**Problem to work on**
Across the records that follow, determine how many lines contain "impl" and give only the resulting number.
##############################
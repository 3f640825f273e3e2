// SPDX-License-Identifier: BUSL-1.1
// Copyright (c) 2026 Alfred Jean LLC

//! Repeating timer with an optional trigger ceiling

use crate::monitor::millis;
use crate::Callback;
use std::sync::atomic::{AtomicU32, Ordering};
use std::time::Duration;
use strand_core::{Worker, WorkerControl, WorkerError};

/// Fires a callback once per interval.
///
/// With a trigger ceiling the timer finishes on its own after that many
/// triggers. A failing callback is reported through `on_error` and the timer
/// keeps going.
pub struct TimerWorker {
    control: WorkerControl,
    interval: Duration,
    callback: Callback,
    /// 0 = no ceiling
    max_triggers: AtomicU32,
    triggers: AtomicU32,
}

impl TimerWorker {
    pub fn new(
        interval: Duration,
        callback: impl Fn() -> Result<(), WorkerError> + Send + Sync + 'static,
    ) -> Self {
        Self {
            control: WorkerControl::new(),
            interval,
            callback: Box::new(callback),
            max_triggers: AtomicU32::new(0),
            triggers: AtomicU32::new(0),
        }
    }

    pub fn with_max_triggers(self, max_triggers: u32) -> Self {
        self.set_max_triggers(Some(max_triggers));
        self
    }

    /// `None` or `Some(0)` means the timer never stops on its own
    pub fn set_max_triggers(&self, max_triggers: Option<u32>) {
        self.max_triggers
            .store(max_triggers.unwrap_or(0), Ordering::SeqCst);
    }

    pub fn max_triggers(&self) -> Option<u32> {
        match self.max_triggers.load(Ordering::SeqCst) {
            0 => None,
            n => Some(n),
        }
    }

    pub fn trigger_count(&self) -> u32 {
        self.triggers.load(Ordering::SeqCst)
    }

    pub fn interval(&self) -> Duration {
        self.interval
    }

    fn reached_ceiling(&self) -> bool {
        self.max_triggers()
            .is_some_and(|max| self.trigger_count() >= max)
    }
}

impl Worker for TimerWorker {
    fn control(&self) -> &WorkerControl {
        &self.control
    }

    fn run(&self) -> Result<(), WorkerError> {
        while self.should_continue() {
            if self.reached_ceiling() {
                tracing::debug!(triggers = self.trigger_count(), "trigger ceiling reached");
                break;
            }
            if !self.control.sleep(self.interval) || !self.should_continue() {
                break;
            }
            let n = self.triggers.fetch_add(1, Ordering::SeqCst) + 1;
            tracing::trace!(trigger = n, "timer fired");
            if let Err(e) = (self.callback)() {
                self.on_error(&WorkerError::callback("Timer callback failed", e).to_string());
            }
        }
        Ok(())
    }

    fn type_name(&self) -> &str {
        "TimerWorker"
    }

    fn description(&self) -> String {
        let limit = match self.max_triggers() {
            Some(max) => format!("max {max} triggers"),
            None => "infinite".to_string(),
        };
        format!(
            "Timer worker with {}ms interval ({limit})",
            self.interval.as_millis()
        )
    }

    fn on_start(&self) {
        tracing::info!(
            worker_type = self.type_name(),
            interval_ms = millis(self.interval),
            "timer started"
        );
    }

    fn on_stop(&self) {
        tracing::info!(
            worker_type = self.type_name(),
            triggers = self.trigger_count(),
            "timer stopped"
        );
    }

    fn on_error(&self, error: &str) {
        tracing::warn!(worker_type = self.type_name(), error, "timer callback failed");
    }
}

#[cfg(test)]
#[path = "timer_tests.rs"]
mod tests;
##############################
**Solution to the problem**
3